The challenge is formidable. Tax increases, for example, have fared better at the polls than board expansion. Three times voters have soundly rejected such a proposal, last defeating it 65% to 35%, in 1992. A similar measure to expand the Los Angeles City Council was emphatically rejected by voters last year.
The catalyst for Board of Supervisors expansion this time is state Sen. Richard Polanco (D-Los Angeles), who is successfully promoting in the Legislature a ballot measure for a constitutionally mandated nine-member board for Los Angeles County. Polanco’s bill, which would put the matter before voters statewide as a constitutional amendment, calls for a nine-member board for any county with more than 5 million residents, a description that fits only Los Angeles. The measure has passed the state Senate and one Assembly committee.
Polanco calls it a vote for better representation. His critics call it a vote for Polanco’s membership on a bigger county board once term limits force him from the Senate in 2002.
Polanco has insisted all along that his legislation is designed to force the supervisors’ hand, and aides said the senator will hold up the bill in committee if the supervisors do what Knabe has proposed. That’s good if it’s true. This is clearly a matter for Los Angeles County voters to decide. There is no way to justify out-of-county voters imposing their will on Los Angeles County’s system of governance.

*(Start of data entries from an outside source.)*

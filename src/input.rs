use std::fs;

use camino::{Utf8Path, Utf8PathBuf};
use indexmap::IndexMap;

use crate::domain::AnalysisId;
use crate::error::KiraError;
use crate::store::{self, Store};

/// Where the raw reads of a run come from.
#[derive(Debug, Clone, PartialEq, Eq)]
pub enum InputSource {
    /// A directory of FASTQ files named `<sample>_...`.
    FastqDir(Utf8PathBuf),
    /// A headerless TSV of `sample<TAB>fq1<TAB>fq2`.
    SampleSheet(Utf8PathBuf),
}

#[derive(Debug, Clone, PartialEq, Eq)]
pub struct SampleInput {
    pub sample: AnalysisId,
    pub files: Vec<Utf8PathBuf>,
}

/// Groups input files by sample, in first-seen order.
pub fn collect_inputs(source: &InputSource) -> Result<Vec<SampleInput>, KiraError> {
    let grouped = match source {
        InputSource::FastqDir(dir) => group_fastq_dir(dir)?,
        InputSource::SampleSheet(path) => group_sample_sheet(path)?,
    };
    if grouped.is_empty() {
        return Err(KiraError::NoSamples);
    }
    Ok(grouped
        .into_iter()
        .map(|(sample, files)| SampleInput { sample, files })
        .collect())
}

/// Copies each sample's files into `<run_dir>/<sample>/` and returns those directories.
pub fn distribute(
    inputs: &[SampleInput],
    run_dir: &Utf8Path,
) -> Result<Vec<(AnalysisId, Utf8PathBuf)>, KiraError> {
    let mut sample_dirs = Vec::new();
    for input in inputs {
        let sample_dir = Store::sample_dir(run_dir, &input.sample);
        fs::create_dir_all(sample_dir.as_std_path())
            .map_err(|err| KiraError::Filesystem(err.to_string()))?;
        for file in &input.files {
            let name = file
                .file_name()
                .ok_or_else(|| KiraError::InvalidInput(format!("not a file: {file}")))?;
            Store::copy_file_atomic(file, &sample_dir.join(name))?;
        }
        tracing::debug!(sample = %input.sample, files = input.files.len(), "sample inputs distributed");
        sample_dirs.push((input.sample.clone(), sample_dir));
    }
    Ok(sample_dirs)
}

fn group_fastq_dir(dir: &Utf8Path) -> Result<IndexMap<AnalysisId, Vec<Utf8PathBuf>>, KiraError> {
    let entries = fs::read_dir(dir.as_std_path())
        .map_err(|err| KiraError::Filesystem(format!("read {dir}: {err}")))?;
    let mut files = Vec::new();
    for entry in entries {
        let path = entry
            .map_err(|err| KiraError::Filesystem(err.to_string()))?
            .path();
        if path.is_file() {
            files.push(store::utf8(path)?);
        }
    }
    files.sort();

    let mut grouped = IndexMap::<AnalysisId, Vec<Utf8PathBuf>>::new();
    for file in files {
        let name = file.file_name().unwrap_or_default();
        let sample = sample_from_file_name(name)?;
        grouped.entry(sample).or_default().push(file);
    }
    Ok(grouped)
}

/// Sample name is the file name up to the first underscore.
pub fn sample_from_file_name(name: &str) -> Result<AnalysisId, KiraError> {
    let stem = name.split_once('_').map(|(stem, _)| stem).unwrap_or(name);
    stem.parse()
}

fn group_sample_sheet(path: &Utf8Path) -> Result<IndexMap<AnalysisId, Vec<Utf8PathBuf>>, KiraError> {
    let table_err = |message: String| KiraError::Table {
        path: path.to_string(),
        message,
    };
    let mut reader = csv::ReaderBuilder::new()
        .delimiter(b'\t')
        .has_headers(false)
        .flexible(true)
        .from_path(path.as_std_path())
        .map_err(|err| table_err(err.to_string()))?;

    let mut grouped = IndexMap::<AnalysisId, Vec<Utf8PathBuf>>::new();
    for (line, record) in reader.records().enumerate() {
        let record = record.map_err(|err| table_err(err.to_string()))?;
        let fields = record.iter().map(str::trim).collect::<Vec<_>>();
        let [sample, fq1, fq2, ..] = fields.as_slice() else {
            return Err(table_err(format!(
                "line {}: expected sample, fq1 and fq2",
                line + 1
            )));
        };
        let sample: AnalysisId = sample.parse()?;
        let files = grouped.entry(sample).or_default();
        files.push(Utf8PathBuf::from(*fq1));
        files.push(Utf8PathBuf::from(*fq2));
    }
    Ok(grouped)
}

#[cfg(test)]
mod tests {
    use assert_matches::assert_matches;

    use super::*;

    fn temp_root() -> (tempfile::TempDir, Utf8PathBuf) {
        let temp = tempfile::tempdir().unwrap();
        let root = store::utf8(temp.path().to_path_buf()).unwrap();
        (temp, root)
    }

    #[test]
    fn sample_name_stops_at_underscore() {
        assert_eq!(
            sample_from_file_name("EC001_S1_L001_R1.fastq.gz").unwrap().as_str(),
            "EC001"
        );
        assert_eq!(sample_from_file_name("EC002.fastq.gz").unwrap().as_str(), "EC002.fastq.gz");
    }

    #[test]
    fn fastq_dir_groups_pairs() {
        let (_temp, root) = temp_root();
        let fastq = root.join("fastq");
        fs::create_dir_all(fastq.as_std_path()).unwrap();
        for name in ["B_R1.fq.gz", "A_R2.fq.gz", "A_R1.fq.gz", "B_R2.fq.gz"] {
            fs::write(fastq.join(name).as_std_path(), b"@r\nACGT\n+\nIIII\n").unwrap();
        }

        let inputs = collect_inputs(&InputSource::FastqDir(fastq)).unwrap();
        assert_eq!(inputs.len(), 2);
        assert_eq!(inputs[0].sample.as_str(), "A");
        assert_eq!(inputs[0].files.len(), 2);

        let run_dir = root.join("run");
        let dirs = distribute(&inputs, &run_dir).unwrap();
        assert!(dirs[1].1.join("B_R2.fq.gz").as_std_path().exists());
    }

    #[test]
    fn sample_sheet_needs_three_fields() {
        let (_temp, root) = temp_root();
        let sheet = root.join("samples.tsv");
        fs::write(sheet.as_std_path(), "S1\t/r/S1_1.fq\t/r/S1_2.fq\nS2\t/r/S2_1.fq\n").unwrap();
        assert_matches!(
            collect_inputs(&InputSource::SampleSheet(sheet)),
            Err(KiraError::Table { message, .. }) if message.starts_with("line 2")
        );
    }

    #[test]
    fn empty_fastq_dir_has_no_samples() {
        let (_temp, root) = temp_root();
        assert_matches!(
            collect_inputs(&InputSource::FastqDir(root)),
            Err(KiraError::NoSamples)
        );
    }
}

As it stands now, the five supervisors represent about 2 million residents each. A larger board is essential to improved representation. The big challenge that lies ahead is in persuading the voters that it’s to their advantage to have more county supervisors. It is--but making the case will mean that county officials must ensure that a larger board will bring about a more responsive county government, not just a more expensive one.